▼
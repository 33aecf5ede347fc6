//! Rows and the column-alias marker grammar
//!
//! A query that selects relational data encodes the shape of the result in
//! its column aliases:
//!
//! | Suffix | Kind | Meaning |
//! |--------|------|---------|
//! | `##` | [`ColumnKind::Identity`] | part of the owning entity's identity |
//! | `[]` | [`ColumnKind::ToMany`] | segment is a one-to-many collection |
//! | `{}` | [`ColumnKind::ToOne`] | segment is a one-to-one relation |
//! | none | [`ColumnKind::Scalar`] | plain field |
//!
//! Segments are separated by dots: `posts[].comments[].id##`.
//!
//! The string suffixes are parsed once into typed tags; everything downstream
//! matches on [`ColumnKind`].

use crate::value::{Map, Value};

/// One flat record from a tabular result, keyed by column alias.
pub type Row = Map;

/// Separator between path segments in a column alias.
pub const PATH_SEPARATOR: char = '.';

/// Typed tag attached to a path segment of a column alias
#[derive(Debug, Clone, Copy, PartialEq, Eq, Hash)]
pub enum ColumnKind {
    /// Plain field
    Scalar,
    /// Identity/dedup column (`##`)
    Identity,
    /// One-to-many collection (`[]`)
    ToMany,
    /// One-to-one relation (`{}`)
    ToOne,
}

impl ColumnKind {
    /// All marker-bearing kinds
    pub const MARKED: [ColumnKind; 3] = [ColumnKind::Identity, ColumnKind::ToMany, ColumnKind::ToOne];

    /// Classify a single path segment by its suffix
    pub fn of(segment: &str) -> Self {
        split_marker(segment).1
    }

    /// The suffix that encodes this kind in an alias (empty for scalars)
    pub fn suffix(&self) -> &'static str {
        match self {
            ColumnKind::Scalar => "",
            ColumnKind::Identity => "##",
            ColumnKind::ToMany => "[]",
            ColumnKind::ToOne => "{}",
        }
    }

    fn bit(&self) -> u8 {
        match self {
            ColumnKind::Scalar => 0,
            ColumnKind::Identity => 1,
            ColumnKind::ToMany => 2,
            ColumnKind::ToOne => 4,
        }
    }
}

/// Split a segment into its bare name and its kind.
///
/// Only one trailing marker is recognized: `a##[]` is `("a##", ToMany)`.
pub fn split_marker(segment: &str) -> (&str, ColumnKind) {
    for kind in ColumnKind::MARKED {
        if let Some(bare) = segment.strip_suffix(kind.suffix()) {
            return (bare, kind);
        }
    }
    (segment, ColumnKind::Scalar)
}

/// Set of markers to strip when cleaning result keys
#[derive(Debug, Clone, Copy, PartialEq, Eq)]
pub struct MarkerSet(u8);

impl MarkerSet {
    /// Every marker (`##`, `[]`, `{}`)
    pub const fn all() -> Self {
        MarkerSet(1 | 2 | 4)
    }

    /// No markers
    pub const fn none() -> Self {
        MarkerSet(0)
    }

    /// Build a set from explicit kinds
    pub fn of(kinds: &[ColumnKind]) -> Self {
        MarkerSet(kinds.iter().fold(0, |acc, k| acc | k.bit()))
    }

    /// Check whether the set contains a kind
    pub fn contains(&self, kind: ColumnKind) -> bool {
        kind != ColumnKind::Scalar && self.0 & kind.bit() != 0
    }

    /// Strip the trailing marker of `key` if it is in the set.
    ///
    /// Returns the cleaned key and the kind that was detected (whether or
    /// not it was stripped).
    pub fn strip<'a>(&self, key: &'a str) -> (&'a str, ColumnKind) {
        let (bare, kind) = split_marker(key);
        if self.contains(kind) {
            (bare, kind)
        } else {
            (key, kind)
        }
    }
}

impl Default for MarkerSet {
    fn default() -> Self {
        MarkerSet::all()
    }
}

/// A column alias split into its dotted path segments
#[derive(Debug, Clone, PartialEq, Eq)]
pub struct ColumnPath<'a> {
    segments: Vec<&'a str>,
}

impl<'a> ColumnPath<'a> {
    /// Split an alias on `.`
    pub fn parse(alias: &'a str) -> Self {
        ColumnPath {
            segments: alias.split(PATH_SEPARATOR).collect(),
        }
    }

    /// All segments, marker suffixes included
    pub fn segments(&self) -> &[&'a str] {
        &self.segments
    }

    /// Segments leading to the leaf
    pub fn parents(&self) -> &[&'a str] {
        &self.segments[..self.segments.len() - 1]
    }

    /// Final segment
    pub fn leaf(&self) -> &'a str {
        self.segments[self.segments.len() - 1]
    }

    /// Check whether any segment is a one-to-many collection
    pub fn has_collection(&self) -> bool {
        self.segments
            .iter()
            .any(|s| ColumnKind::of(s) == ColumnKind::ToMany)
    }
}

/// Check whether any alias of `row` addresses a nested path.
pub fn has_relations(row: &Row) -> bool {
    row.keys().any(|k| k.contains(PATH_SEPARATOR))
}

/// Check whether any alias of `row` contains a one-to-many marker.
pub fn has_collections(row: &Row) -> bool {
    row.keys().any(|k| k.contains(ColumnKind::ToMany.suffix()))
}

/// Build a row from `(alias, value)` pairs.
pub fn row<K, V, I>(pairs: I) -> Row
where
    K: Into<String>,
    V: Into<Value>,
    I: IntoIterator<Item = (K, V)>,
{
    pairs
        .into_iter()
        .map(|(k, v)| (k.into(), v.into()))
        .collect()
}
▲
■ **Work instruction**: From the first line of the listing above to the line that contains "All marker-bearing kinds", inclusive, restate every line word for word. Nothing else belongs in the answer.

■ **Result**:
repository 33aecf5ede347fc6
//! Rows and the column-alias marker grammar
//!
//! A query that selects relational data encodes the shape of the result in
//! its column aliases:
//!
//! | Suffix | Kind | Meaning |
//! |--------|------|---------|
//! | `##` | [`ColumnKind::Identity`] | part of the owning entity's identity |
//! | `[]` | [`ColumnKind::ToMany`] | segment is a one-to-many collection |
//! | `{}` | [`ColumnKind::ToOne`] | segment is a one-to-one relation |
//! | none | [`ColumnKind::Scalar`] | plain field |
//!
//! Segments are separated by dots: `posts[].comments[].id##`.
//!
//! The string suffixes are parsed once into typed tags; everything downstream
//! matches on [`ColumnKind`].

use crate::value::{Map, Value};

/// One flat record from a tabular result, keyed by column alias.
pub type Row = Map;

/// Separator between path segments in a column alias.
pub const PATH_SEPARATOR: char = '.';

/// Typed tag attached to a path segment of a column alias
#[derive(Debug, Clone, Copy, PartialEq, Eq, Hash)]
pub enum ColumnKind {
    /// Plain field
    Scalar,
    /// Identity/dedup column (`##`)
    Identity,
    /// One-to-many collection (`[]`)
    ToMany,
    /// One-to-one relation (`{}`)
    ToOne,
}

impl ColumnKind {
    /// All marker-bearing kinds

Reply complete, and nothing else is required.